■ **REQUIRED WORK**: When the string "blank" occurs in a line of the records, show that line.
** EXTRACTED RECORDS follows **
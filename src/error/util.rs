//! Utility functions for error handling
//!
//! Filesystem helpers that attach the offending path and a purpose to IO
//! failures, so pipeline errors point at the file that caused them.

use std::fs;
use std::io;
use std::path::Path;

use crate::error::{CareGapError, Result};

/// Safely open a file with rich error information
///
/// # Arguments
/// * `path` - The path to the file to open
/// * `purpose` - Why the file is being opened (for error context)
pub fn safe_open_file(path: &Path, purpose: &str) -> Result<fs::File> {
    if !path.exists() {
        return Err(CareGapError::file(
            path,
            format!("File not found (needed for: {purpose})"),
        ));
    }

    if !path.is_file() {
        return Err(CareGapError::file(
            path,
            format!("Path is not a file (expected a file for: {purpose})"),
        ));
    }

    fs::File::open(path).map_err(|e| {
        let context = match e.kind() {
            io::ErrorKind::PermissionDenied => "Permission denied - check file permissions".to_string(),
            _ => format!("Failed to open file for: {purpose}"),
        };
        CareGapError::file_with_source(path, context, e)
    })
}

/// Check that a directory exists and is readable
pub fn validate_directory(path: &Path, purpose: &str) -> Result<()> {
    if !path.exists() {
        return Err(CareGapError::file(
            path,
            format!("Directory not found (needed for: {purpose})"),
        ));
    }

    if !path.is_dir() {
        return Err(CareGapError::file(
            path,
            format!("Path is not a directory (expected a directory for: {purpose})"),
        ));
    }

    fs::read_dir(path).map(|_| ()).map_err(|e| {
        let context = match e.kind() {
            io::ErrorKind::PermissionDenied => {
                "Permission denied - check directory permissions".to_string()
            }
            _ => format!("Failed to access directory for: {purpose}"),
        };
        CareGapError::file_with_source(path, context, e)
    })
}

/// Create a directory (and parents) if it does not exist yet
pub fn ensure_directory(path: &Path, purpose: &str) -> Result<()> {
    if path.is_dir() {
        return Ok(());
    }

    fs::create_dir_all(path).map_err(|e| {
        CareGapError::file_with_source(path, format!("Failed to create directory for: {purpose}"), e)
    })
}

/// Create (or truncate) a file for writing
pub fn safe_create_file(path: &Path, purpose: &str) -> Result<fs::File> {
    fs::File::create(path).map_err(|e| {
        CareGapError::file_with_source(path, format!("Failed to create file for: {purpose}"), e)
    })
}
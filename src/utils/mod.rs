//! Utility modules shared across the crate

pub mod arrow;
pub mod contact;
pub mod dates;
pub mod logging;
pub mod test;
** End of EXTRACTED RECORDS **
** EXTRACTED RECORDS follows **
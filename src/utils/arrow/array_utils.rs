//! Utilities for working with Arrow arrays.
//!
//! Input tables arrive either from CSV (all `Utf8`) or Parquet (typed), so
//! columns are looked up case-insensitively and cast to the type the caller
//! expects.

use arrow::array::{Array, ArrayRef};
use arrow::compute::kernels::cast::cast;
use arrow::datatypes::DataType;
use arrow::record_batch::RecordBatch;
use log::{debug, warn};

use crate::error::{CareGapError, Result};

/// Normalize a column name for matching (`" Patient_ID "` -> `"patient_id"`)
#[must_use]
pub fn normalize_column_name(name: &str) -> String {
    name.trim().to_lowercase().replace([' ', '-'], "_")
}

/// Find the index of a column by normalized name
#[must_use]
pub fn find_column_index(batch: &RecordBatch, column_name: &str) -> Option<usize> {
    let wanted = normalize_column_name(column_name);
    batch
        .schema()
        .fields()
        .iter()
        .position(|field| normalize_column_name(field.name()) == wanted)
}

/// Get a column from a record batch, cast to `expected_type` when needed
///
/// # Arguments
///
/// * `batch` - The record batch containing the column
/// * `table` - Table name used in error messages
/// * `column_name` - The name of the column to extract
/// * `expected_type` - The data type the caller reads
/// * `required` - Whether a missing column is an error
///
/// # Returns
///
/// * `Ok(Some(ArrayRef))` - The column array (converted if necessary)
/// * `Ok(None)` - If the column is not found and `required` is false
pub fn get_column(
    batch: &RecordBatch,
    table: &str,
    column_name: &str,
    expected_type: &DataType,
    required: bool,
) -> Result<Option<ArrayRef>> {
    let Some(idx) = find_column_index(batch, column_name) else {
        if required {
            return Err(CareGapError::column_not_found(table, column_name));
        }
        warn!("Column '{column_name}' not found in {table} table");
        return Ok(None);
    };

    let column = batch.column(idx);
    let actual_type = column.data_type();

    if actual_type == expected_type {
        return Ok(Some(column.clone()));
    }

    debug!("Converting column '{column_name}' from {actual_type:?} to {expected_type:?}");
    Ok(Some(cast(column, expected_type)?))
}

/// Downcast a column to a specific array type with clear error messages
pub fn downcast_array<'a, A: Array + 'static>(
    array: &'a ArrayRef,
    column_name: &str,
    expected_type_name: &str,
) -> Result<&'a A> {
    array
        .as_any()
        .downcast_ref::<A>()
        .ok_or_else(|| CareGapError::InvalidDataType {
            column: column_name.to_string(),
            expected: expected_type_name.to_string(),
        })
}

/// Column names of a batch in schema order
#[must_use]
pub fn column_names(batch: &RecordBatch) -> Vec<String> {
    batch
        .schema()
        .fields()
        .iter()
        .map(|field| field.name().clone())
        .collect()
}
** End of EXTRACTED RECORDS **
** EXTRACTED RECORDS follows **
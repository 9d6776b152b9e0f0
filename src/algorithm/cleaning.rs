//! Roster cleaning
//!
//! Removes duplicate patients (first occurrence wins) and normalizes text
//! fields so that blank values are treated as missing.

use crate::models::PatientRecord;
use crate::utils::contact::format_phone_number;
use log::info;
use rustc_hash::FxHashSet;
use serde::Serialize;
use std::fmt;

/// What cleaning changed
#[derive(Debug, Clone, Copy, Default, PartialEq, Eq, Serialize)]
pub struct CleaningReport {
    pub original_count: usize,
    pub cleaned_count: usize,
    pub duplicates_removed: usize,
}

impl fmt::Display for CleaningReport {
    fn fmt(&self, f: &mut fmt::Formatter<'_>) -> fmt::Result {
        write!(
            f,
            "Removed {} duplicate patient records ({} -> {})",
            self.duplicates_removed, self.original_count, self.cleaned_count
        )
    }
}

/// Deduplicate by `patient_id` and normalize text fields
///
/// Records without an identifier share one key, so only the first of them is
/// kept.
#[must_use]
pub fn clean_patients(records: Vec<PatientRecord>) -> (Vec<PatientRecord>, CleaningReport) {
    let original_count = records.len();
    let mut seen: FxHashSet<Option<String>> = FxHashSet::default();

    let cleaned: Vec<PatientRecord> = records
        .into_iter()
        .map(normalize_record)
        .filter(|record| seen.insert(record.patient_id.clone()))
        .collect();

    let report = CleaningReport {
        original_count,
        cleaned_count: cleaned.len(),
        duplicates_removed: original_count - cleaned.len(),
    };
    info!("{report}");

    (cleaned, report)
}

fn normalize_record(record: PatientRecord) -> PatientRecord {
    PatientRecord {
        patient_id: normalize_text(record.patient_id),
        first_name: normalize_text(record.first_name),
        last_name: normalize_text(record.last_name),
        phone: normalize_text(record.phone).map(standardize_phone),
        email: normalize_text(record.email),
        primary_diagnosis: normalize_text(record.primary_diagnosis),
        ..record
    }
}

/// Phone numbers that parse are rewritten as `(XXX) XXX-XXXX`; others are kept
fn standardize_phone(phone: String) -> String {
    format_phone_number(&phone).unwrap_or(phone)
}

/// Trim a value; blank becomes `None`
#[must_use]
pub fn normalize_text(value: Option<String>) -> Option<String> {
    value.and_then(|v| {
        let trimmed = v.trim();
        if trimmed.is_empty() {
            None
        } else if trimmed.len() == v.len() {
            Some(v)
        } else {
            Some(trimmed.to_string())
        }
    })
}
** End of EXTRACTED RECORDS **
■ **OUTPUT BELOW**:
//! fields so that blank values are treated as missing.
/// Trim a value; blank becomes `None`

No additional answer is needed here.